■ Information supplied:
•••••

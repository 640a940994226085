use crate::dsp::oscillator::{OscillatorBlock, Waveform};
use crate::graph::node::{GraphNode, RenderCtx};

/*
Scheduled Oscillator
====================

The sound source of every chain. Each note layers two of these: the main
tone at the note's frequency and a sub tone detuned upward by 1% so the
pair beats slowly against each other.

Waveforms and their character:

  Sine      fundamental only          smooth, pure (piano main)
  Triangle  odd harmonics, 1/n²       soft, mellow (piano/guitar sub)
  Sawtooth  all harmonics, 1/n        bright, buzzy (guitar main)
  Square    odd harmonics, 1/n        hollow, reedy (organ)

Scheduling
----------

An oscillator only sounds inside [start, stop) on the audio clock:

    clock   ───────|=========================|──────────→
                 start       sounding       stop

Outside that window it writes silence and does not advance its phase, so
the first sample at `start` always begins at phase 0. `note_off` moves the
stop time to "now" (never later than the scheduled stop). Once the clock has
passed the stop time the oscillator reports itself inactive.

Example usage:
  let main = OscNode::sine().with_frequency(261.63).scheduled(1.0, 2.0);
  let sub = OscNode::triangle().with_frequency(261.63 * 1.01).scheduled(1.0, 2.0);
*/

pub struct OscNode {
    osc: OscillatorBlock,
    /// Fixed frequency (Hz). If Some, ignores ctx.frequency and uses this instead.
    frequency: Option<f32>,
    start_time: f64,
    stop_time: f64,
    /// Clock time just past the last rendered sample.
    rendered_until: f64,
}

impl OscNode {
    pub fn new(waveform: Waveform) -> Self {
        Self {
            osc: OscillatorBlock::new(waveform),
            frequency: None,
            start_time: 0.0,
            stop_time: f64::INFINITY,
            rendered_until: 0.0,
        }
    }

    pub fn sine() -> Self {
        Self::new(Waveform::Sine)
    }

    pub fn sawtooth() -> Self {
        Self::new(Waveform::Sawtooth)
    }

    pub fn square() -> Self {
        Self::new(Waveform::Square)
    }

    pub fn triangle() -> Self {
        Self::new(Waveform::Triangle)
    }

    /// Set a fixed frequency, ignoring the pitch from RenderCtx.
    pub fn with_frequency(mut self, freq: f32) -> Self {
        self.frequency = Some(freq);
        self
    }

    /// Sound only inside `[start, stop)` on the audio clock.
    pub fn scheduled(mut self, start: f64, stop: f64) -> Self {
        self.start_time = start;
        self.stop_time = stop;
        self
    }

    pub fn waveform(&self) -> Waveform {
        self.osc.waveform
    }

    pub fn frequency(&self) -> Option<f32> {
        self.frequency
    }

    pub fn start_time(&self) -> f64 {
        self.start_time
    }

    pub fn stop_time(&self) -> f64 {
        self.stop_time
    }

    /// Cut the oscillator at `time`. Stopping an already-stopped oscillator
    /// is harmless.
    pub fn stop_at(&mut self, time: f64) {
        self.stop_time = self.stop_time.min(time);
    }
}

impl GraphNode for OscNode {
    fn render_block(&mut self, out: &mut [f32], ctx: &RenderCtx) {
        let frequency = self.frequency.unwrap_or(ctx.frequency);

        for (i, sample) in out.iter_mut().enumerate() {
            let t = ctx.time_of(i);
            *sample = if t >= self.start_time && t < self.stop_time {
                self.osc.next_sample(frequency, ctx.sample_rate)
            } else {
                0.0
            };
        }

        self.rendered_until = ctx.time_of(out.len());
    }

    fn note_off(&mut self, ctx: &RenderCtx) {
        self.stop_at(ctx.time);
    }

    fn is_active(&self) -> bool {
        self.rendered_until < self.stop_time
    }
}

#[cfg(test)]
mod tests {
    use super::*;
    use std::f32::consts::TAU;

    #[test]
    fn valid_sine() {
        let sample_rate = 48_000.0;
        let ctx = RenderCtx::from_freq(sample_rate, 440.0, 1.0);
        let mut osc = OscNode::sine();

        let mut buffer = vec![0.0f32; 128];
        osc.render_block(&mut buffer, &ctx);

        let sample_index = 12;
        let expected = (TAU * 440.0 * sample_index as f32 / sample_rate).sin();
        let actual = buffer[sample_index];
        assert!(
            (actual - expected).abs() < 1e-4,
            "expected {expected}, got {actual}"
        );
    }

    #[test]
    fn fixed_frequency_ignores_context_pitch() {
        let ctx = RenderCtx::from_freq(8_000.0, 100.0, 1.0);
        let mut fixed = OscNode::sawtooth().with_frequency(1_000.0);
        let mut tracked = OscNode::sawtooth().with_frequency(1_000.0);
        let (mut a, mut b) = (vec![0.0; 16], vec![0.0; 16]);
        fixed.render_block(&mut a, &ctx);
        tracked.render_block(&mut b, &RenderCtx::from_freq(8_000.0, 5.0, 1.0));
        assert_eq!(a, b);
    }

    #[test]
    fn silent_outside_its_window() {
        // 10 samples per second keeps the arithmetic readable.
        let ctx = RenderCtx::from_freq(10.0, 1.0, 1.0);
        let mut osc = OscNode::square().with_frequency(1.0).scheduled(0.5, 1.0);

        let mut buffer = vec![9.0f32; 15];
        osc.render_block(&mut buffer, &ctx);

        assert!(buffer[..5].iter().all(|&s| s == 0.0));
        assert!(buffer[5..10].iter().all(|&s| s != 0.0));
        assert!(buffer[10..].iter().all(|&s| s == 0.0));
        assert!(!osc.is_active());
    }

    #[test]
    fn note_off_cuts_early_and_never_extends() {
        let ctx = RenderCtx::from_freq(10.0, 1.0, 1.0);
        let mut osc = OscNode::sine().scheduled(0.0, 2.0);

        osc.note_off(&ctx.at(0.5));
        assert_eq!(osc.stop_time(), 0.5);
        osc.note_off(&ctx.at(1.5));
        assert_eq!(osc.stop_time(), 0.5);

        let mut buffer = vec![0.0f32; 10];
        osc.render_block(&mut buffer, &ctx.at(0.6));
        assert!(buffer.iter().all(|&s| s == 0.0));
    }

    #[test]
    fn active_until_the_clock_passes_stop() {
        let ctx = RenderCtx::from_freq(10.0, 1.0, 1.0);
        let mut osc = OscNode::sine().scheduled(0.0, 1.0);
        let mut buffer = vec![0.0f32; 5];

        osc.render_block(&mut buffer, &ctx);
        assert!(osc.is_active());
        osc.render_block(&mut buffer, &ctx.at(0.5));
        assert!(!osc.is_active());
    }
}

•••••

■ Exercise objective:
Please reproduce exactly the lines from the first one of the records above through the line containing "The sound source", both included, and nothing else.

■ Final answer:
repository 640a940994226085
use crate::dsp::oscillator::{OscillatorBlock, Waveform};
use crate::graph::node::{GraphNode, RenderCtx};

/*
Scheduled Oscillator
====================

The sound source of every chain. Each note layers two of these: the main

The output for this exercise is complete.